- [ASSIGNMENT] Check each line of the data below for the word "verify". How many lines have it? Answer with the number alone.

(Dataset items)
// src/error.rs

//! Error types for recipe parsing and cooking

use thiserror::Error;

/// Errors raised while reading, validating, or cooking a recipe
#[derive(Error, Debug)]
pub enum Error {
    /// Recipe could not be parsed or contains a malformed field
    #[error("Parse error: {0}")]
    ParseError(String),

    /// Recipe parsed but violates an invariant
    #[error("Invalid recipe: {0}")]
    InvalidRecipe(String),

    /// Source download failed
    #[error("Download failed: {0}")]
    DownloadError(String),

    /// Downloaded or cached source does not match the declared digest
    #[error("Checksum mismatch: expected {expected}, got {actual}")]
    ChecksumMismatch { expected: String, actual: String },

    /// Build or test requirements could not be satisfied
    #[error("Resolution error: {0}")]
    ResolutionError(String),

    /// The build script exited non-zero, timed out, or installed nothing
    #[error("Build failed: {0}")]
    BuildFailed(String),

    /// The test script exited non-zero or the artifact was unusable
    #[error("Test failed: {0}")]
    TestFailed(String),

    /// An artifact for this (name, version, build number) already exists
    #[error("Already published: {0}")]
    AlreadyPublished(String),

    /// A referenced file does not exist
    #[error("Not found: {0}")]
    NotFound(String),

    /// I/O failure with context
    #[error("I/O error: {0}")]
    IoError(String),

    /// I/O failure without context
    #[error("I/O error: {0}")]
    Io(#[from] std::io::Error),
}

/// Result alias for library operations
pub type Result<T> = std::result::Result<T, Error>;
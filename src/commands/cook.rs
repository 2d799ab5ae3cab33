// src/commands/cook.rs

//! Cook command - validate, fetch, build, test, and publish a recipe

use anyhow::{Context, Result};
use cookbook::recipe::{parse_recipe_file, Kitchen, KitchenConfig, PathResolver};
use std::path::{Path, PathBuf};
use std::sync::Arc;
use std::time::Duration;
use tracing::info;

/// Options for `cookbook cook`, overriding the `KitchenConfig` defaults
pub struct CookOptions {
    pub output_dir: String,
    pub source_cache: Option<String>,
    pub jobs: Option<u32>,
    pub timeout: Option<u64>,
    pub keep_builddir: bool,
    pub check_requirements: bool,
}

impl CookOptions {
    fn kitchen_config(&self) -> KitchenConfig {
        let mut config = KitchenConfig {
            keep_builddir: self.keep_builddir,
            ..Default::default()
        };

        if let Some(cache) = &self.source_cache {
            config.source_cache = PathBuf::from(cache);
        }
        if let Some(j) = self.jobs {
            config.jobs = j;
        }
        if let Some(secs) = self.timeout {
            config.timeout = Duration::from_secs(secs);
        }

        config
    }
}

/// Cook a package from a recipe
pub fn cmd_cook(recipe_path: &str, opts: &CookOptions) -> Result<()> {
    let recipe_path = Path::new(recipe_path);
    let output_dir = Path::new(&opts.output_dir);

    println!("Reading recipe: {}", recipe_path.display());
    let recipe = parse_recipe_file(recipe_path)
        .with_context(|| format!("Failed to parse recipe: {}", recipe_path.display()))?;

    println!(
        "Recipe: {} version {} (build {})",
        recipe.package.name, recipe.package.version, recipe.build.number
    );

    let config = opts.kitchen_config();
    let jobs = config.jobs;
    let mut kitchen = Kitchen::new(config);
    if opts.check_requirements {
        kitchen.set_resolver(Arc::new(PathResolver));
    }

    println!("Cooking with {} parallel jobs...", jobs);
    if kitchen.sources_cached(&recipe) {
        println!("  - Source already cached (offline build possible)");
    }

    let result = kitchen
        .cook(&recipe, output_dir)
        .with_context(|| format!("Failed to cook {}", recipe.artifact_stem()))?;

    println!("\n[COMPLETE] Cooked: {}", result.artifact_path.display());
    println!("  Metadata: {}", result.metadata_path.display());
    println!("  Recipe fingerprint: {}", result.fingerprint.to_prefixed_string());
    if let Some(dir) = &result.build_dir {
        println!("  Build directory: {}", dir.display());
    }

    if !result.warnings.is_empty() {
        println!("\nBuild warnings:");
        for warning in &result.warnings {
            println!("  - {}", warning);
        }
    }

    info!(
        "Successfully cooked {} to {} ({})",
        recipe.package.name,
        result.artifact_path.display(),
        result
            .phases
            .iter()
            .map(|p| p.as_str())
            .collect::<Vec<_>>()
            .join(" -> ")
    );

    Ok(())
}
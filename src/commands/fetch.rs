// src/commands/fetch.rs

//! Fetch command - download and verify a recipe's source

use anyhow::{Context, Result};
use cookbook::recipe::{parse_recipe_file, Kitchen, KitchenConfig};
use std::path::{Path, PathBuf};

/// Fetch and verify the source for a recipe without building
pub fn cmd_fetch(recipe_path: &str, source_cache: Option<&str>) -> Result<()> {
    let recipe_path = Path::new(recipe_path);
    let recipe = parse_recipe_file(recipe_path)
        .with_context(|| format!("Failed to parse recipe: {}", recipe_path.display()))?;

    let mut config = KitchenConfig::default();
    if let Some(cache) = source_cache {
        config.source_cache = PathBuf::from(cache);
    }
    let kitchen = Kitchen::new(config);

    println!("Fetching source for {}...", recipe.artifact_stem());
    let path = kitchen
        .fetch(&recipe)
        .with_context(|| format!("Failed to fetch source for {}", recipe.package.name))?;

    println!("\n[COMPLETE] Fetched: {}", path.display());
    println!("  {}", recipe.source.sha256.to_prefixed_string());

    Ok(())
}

- [SOLUTION TO THIS EXERCISE] 2